Activity =
Give the number of lines in the data below containing the word "keyboard", with no other text.

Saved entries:
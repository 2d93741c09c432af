use crate::audio::AmbiencePlayer;
use crate::dom;
use ember_core::PointerTracker;
use glam::Vec2;
use std::cell::RefCell;
use std::rc::Rc;
use wasm_bindgen::JsCast;
use web_sys as web;

/// Primary contact point of a pointer or touch event, client coordinates.
fn contact_point(ev: &web::Event) -> Option<Vec2> {
    if let Some(te) = ev.dyn_ref::<web::TouchEvent>() {
        return te
            .touches()
            .get(0)
            .map(|t| Vec2::new(t.client_x() as f32, t.client_y() as f32));
    }
    ev.dyn_ref::<web::MouseEvent>()
        .map(|me| Vec2::new(me.client_x() as f32, me.client_y() as f32))
}

/// Throttled pointer tracking for both the canvas glow and the parallax.
pub fn wire_pointer_tracking(pointer: Rc<RefCell<PointerTracker>>) {
    let Some(window) = web::window() else {
        return;
    };
    let target: &web::EventTarget = window.as_ref();
    for event in ["pointermove", "touchmove"] {
        let pointer = pointer.clone();
        dom::add_passive_listener(target, event, move |ev: web::Event| {
            let (w, h) = dom::viewport_size();
            pointer
                .borrow_mut()
                .on_move(dom::now_ms(), contact_point(&ev), Vec2::new(w, h));
        });
    }
}

/// The first click or pointer-down anywhere starts the ambience track.
pub fn wire_gestures(player: AmbiencePlayer) {
    let Some(window) = web::window() else {
        return;
    };
    let target: &web::EventTarget = window.as_ref();
    for event in ["click", "pointerdown"] {
        let player = player.clone();
        dom::add_passive_listener(target, event, move |_ev: web::Event| {
            player.on_gesture();
        });
    }
}
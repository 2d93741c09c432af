//! Drawing seam between the scene and a 2D canvas.
//!
//! The scene only speaks in terms of the primitives below so it can run on
//! the host against a recording painter; the web crate implements `Painter`
//! on top of `CanvasRenderingContext2d`.

use glam::Vec2;
use smallvec::SmallVec;
use std::fmt;

#[derive(Clone, Copy, Debug, PartialEq, Eq)]
pub struct Rgb {
    pub r: u8,
    pub g: u8,
    pub b: u8,
}

impl Rgb {
    pub const WHITE: Rgb = Rgb::new(255, 255, 255);
    pub const BLACK: Rgb = Rgb::new(0, 0, 0);

    pub const fn new(r: u8, g: u8, b: u8) -> Self {
        Self { r, g, b }
    }

    #[inline]
    pub fn with_alpha(self, alpha: f32) -> Rgba {
        Rgba {
            rgb: self,
            alpha: alpha.clamp(0.0, 1.0),
        }
    }
}

#[derive(Clone, Copy, Debug, PartialEq)]
pub struct Rgba {
    pub rgb: Rgb,
    pub alpha: f32,
}

impl Rgba {
    pub const TRANSPARENT: Rgba = Rgba {
        rgb: Rgb::BLACK,
        alpha: 0.0,
    };
}

/// CSS `rgba()` form, the format canvas fill and stroke styles accept.
impl fmt::Display for Rgba {
    fn fmt(&self, f: &mut fmt::Formatter<'_>) -> fmt::Result {
        write!(
            f,
            "rgba({},{},{},{:.4})",
            self.rgb.r, self.rgb.g, self.rgb.b, self.alpha
        )
    }
}

#[derive(Clone, Copy, Debug, PartialEq)]
pub struct ColorStop {
    pub offset: f32,
    pub color: Rgba,
}

/// Radial gradient from a point to `radius`, painted inside its own circle
/// (`Painter::fill_gradient_circle`) or across a rectangle.
#[derive(Clone, Debug, PartialEq)]
pub struct RadialGradient {
    pub center: Vec2,
    pub radius: f32,
    pub stops: SmallVec<[ColorStop; 3]>,
}

#[derive(Clone, Copy, Debug, PartialEq, Eq)]
pub enum Composite {
    /// Normal alpha blending.
    SourceOver,
    /// Additive: overlapping shapes brighten.
    Lighter,
}

impl Composite {
    pub fn as_css(self) -> &'static str {
        match self {
            Composite::SourceOver => "source-over",
            Composite::Lighter => "lighter",
        }
    }
}

pub trait Painter {
    fn clear(&mut self, size: Vec2);
    fn set_composite(&mut self, mode: Composite);
    fn fill_gradient_rect(&mut self, gradient: &RadialGradient, origin: Vec2, size: Vec2);
    fn fill_gradient_circle(&mut self, gradient: &RadialGradient);
    fn fill_rect(&mut self, origin: Vec2, size: Vec2, color: Rgba);
    fn fill_circle(&mut self, center: Vec2, radius: f32, color: Rgba);
    fn stroke_polyline(&mut self, points: &[Vec2], width: f32, color: Rgba);
}
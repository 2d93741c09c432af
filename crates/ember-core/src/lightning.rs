//! Lightning: a brief white flash plus a few jagged bolts near the top.

use crate::config::LightningConfig;
use crate::constants::*;
use glam::Vec2;
use rand::Rng;
use smallvec::SmallVec;

#[derive(Clone, Debug, PartialEq)]
pub struct Bolt {
    pub points: SmallVec<[Vec2; 16]>,
}

/// Vertical random walk from `(start_x, 0)` down to `depth`, jittering each
/// segment horizontally by up to `cfg.jitter_px`.
pub fn jagged_bolt<R: Rng + ?Sized>(
    start_x: f32,
    depth: f32,
    cfg: &LightningConfig,
    rng: &mut R,
) -> Bolt {
    let segments = cfg.segments.max(1);
    let step = depth / segments as f32;
    let mut points = SmallVec::with_capacity(segments + 1);
    let mut p = Vec2::new(start_x, 0.0);
    points.push(p);
    for _ in 0..segments {
        p.x += (rng.gen::<f32>() * 2.0 - 1.0) * cfg.jitter_px;
        p.y += step;
        points.push(p);
    }
    Bolt { points }
}

#[derive(Clone, Debug)]
struct Strike {
    start_ms: f64,
    bolts: SmallVec<[Bolt; LIGHTNING_MAX_BOLTS]>,
}

#[derive(Clone, Debug, Default)]
pub struct Lightning {
    last_strike_ms: Option<f64>,
    strike: Option<Strike>,
}

impl Lightning {
    #[inline]
    pub fn in_cooldown(&self, now_ms: f64, cfg: &LightningConfig) -> bool {
        self.last_strike_ms
            .is_some_and(|last| now_ms - last < cfg.cooldown_ms)
    }

    /// Roll for a strike; never fires while the cooldown is running.
    pub fn maybe_strike<R: Rng + ?Sized>(
        &mut self,
        now_ms: f64,
        size: Vec2,
        cfg: &LightningConfig,
        rng: &mut R,
    ) -> bool {
        if self.in_cooldown(now_ms, cfg) || rng.gen::<f32>() >= cfg.probability {
            return false;
        }
        self.strike(now_ms, size, cfg, rng);
        true
    }

    /// Strike now regardless of cooldown and probability.
    pub fn strike<R: Rng + ?Sized>(
        &mut self,
        now_ms: f64,
        size: Vec2,
        cfg: &LightningConfig,
        rng: &mut R,
    ) {
        let n = rng.gen_range(LIGHTNING_MIN_BOLTS..=LIGHTNING_MAX_BOLTS);
        let depth = size.y * LIGHTNING_DEPTH_FRACTION;
        let bolts = (0..n)
            .map(|_| {
                let x = size.x * (0.1 + 0.8 * rng.gen::<f32>());
                jagged_bolt(x, depth, cfg, rng)
            })
            .collect();
        self.last_strike_ms = Some(now_ms);
        self.strike = Some(Strike {
            start_ms: now_ms,
            bolts,
        });
        log::debug!("[scene] lightning strike with {} bolts", n);
    }

    /// Linear decay from 1 at the strike to 0 after `flash_ms`.
    pub fn envelope(&self, now_ms: f64, cfg: &LightningConfig) -> f32 {
        match &self.strike {
            Some(s) => {
                let k = (now_ms - s.start_ms) / cfg.flash_ms;
                (1.0 - k).clamp(0.0, 1.0) as f32
            }
            None => 0.0,
        }
    }

    /// Forget the strike once its envelope has fully decayed.
    pub fn expire(&mut self, now_ms: f64, cfg: &LightningConfig) {
        if self.strike.is_some() && self.envelope(now_ms, cfg) <= 0.0 {
            self.strike = None;
        }
    }

    pub fn bolts(&self) -> &[Bolt] {
        self.strike.as_ref().map(|s| s.bolts.as_slice()).unwrap_or(&[])
    }

    #[inline]
    pub fn is_active(&self) -> bool {
        self.strike.is_some()
    }
}
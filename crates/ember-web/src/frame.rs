use crate::canvas::CanvasPainter;
use crate::dom;
use ember_core::{PointerTracker, Scene};
use std::cell::{Cell, RefCell};
use std::rc::Rc;
use wasm_bindgen::closure::Closure;
use wasm_bindgen::JsCast;
use web_sys as web;

type TickSlot = Rc<RefCell<Option<Closure<dyn FnMut(f64)>>>>;

/// A self-rescheduling `requestAnimationFrame` task.
///
/// The step closure returns whether it wants another frame; once it says no
/// the task stays idle until `arm` is called again. At most one frame is ever
/// pending.
#[derive(Clone)]
pub struct FrameLoop {
    tick: TickSlot,
    armed: Rc<Cell<bool>>,
}

impl FrameLoop {
    pub fn new(mut step: impl FnMut(f64) -> bool + 'static) -> Self {
        let tick: TickSlot = Rc::new(RefCell::new(None));
        let armed = Rc::new(Cell::new(false));
        let tick_clone = tick.clone();
        let armed_clone = armed.clone();
        *tick.borrow_mut() = Some(Closure::wrap(Box::new(move |ts: f64| {
            armed_clone.set(false);
            if step(ts) {
                request(&tick_clone, &armed_clone);
            }
        }) as Box<dyn FnMut(f64)>));
        Self { tick, armed }
    }

    pub fn arm(&self) {
        request(&self.tick, &self.armed);
    }
}

fn request(tick: &TickSlot, armed: &Cell<bool>) {
    if armed.get() {
        return;
    }
    let Some(w) = web::window() else {
        return;
    };
    if let Some(cb) = tick.borrow().as_ref() {
        if w.request_animation_frame(cb.as_ref().unchecked_ref()).is_ok() {
            armed.set(true);
        }
    }
}

pub struct FrameContext {
    pub scene: Rc<RefCell<Scene>>,
    pub pointer: Rc<RefCell<PointerTracker>>,
    pub painter: CanvasPainter,
}

impl FrameContext {
    pub fn frame(&mut self, now_ms: f64) -> bool {
        let pointer = self.pointer.borrow().state();
        self.scene
            .borrow_mut()
            .frame(now_ms, pointer, &mut self.painter)
    }
}

pub fn start_loop(frame_ctx: FrameContext) -> FrameLoop {
    let mut frame_ctx = frame_ctx;
    let frame_loop = FrameLoop::new(move |ts| frame_ctx.frame(ts));
    frame_loop.arm();
    frame_loop
}

/// Keep the scene sized to the viewport and paused while the tab is hidden.
pub fn wire_canvas_lifecycle(
    canvas: &web::HtmlCanvasElement,
    scene: Rc<RefCell<Scene>>,
    frame_loop: FrameLoop,
) {
    let Some(window) = web::window() else {
        return;
    };

    let canvas_resize = canvas.clone();
    let scene_resize = scene.clone();
    let resize_closure = Closure::wrap(Box::new(move || {
        let (w, h) = dom::sync_canvas_backing_size(&canvas_resize);
        scene_resize.borrow_mut().resize(w, h);
    }) as Box<dyn FnMut()>);
    let _ = window.add_event_listener_with_callback("resize", resize_closure.as_ref().unchecked_ref());
    resize_closure.forget();

    let Some(document) = window.document() else {
        return;
    };
    let canvas_vis = canvas.clone();
    let doc_vis = document.clone();
    let visibility_closure = Closure::wrap(Box::new(move || {
        if doc_vis.hidden() {
            scene.borrow_mut().pause();
            return;
        }
        let (w, h) = dom::sync_canvas_backing_size(&canvas_vis);
        if scene.borrow_mut().resume(w, h) {
            frame_loop.arm();
        }
    }) as Box<dyn FnMut()>);
    let _ = document.add_event_listener_with_callback(
        "visibilitychange",
        visibility_closure.as_ref().unchecked_ref(),
    );
    visibility_closure.forget();
}
pub mod keyboard;
pub mod pointer;

pub use keyboard::{wire_keyboard, KeyboardWiring};
pub use pointer::{wire_gestures, wire_pointer_tracking};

Task solution =
2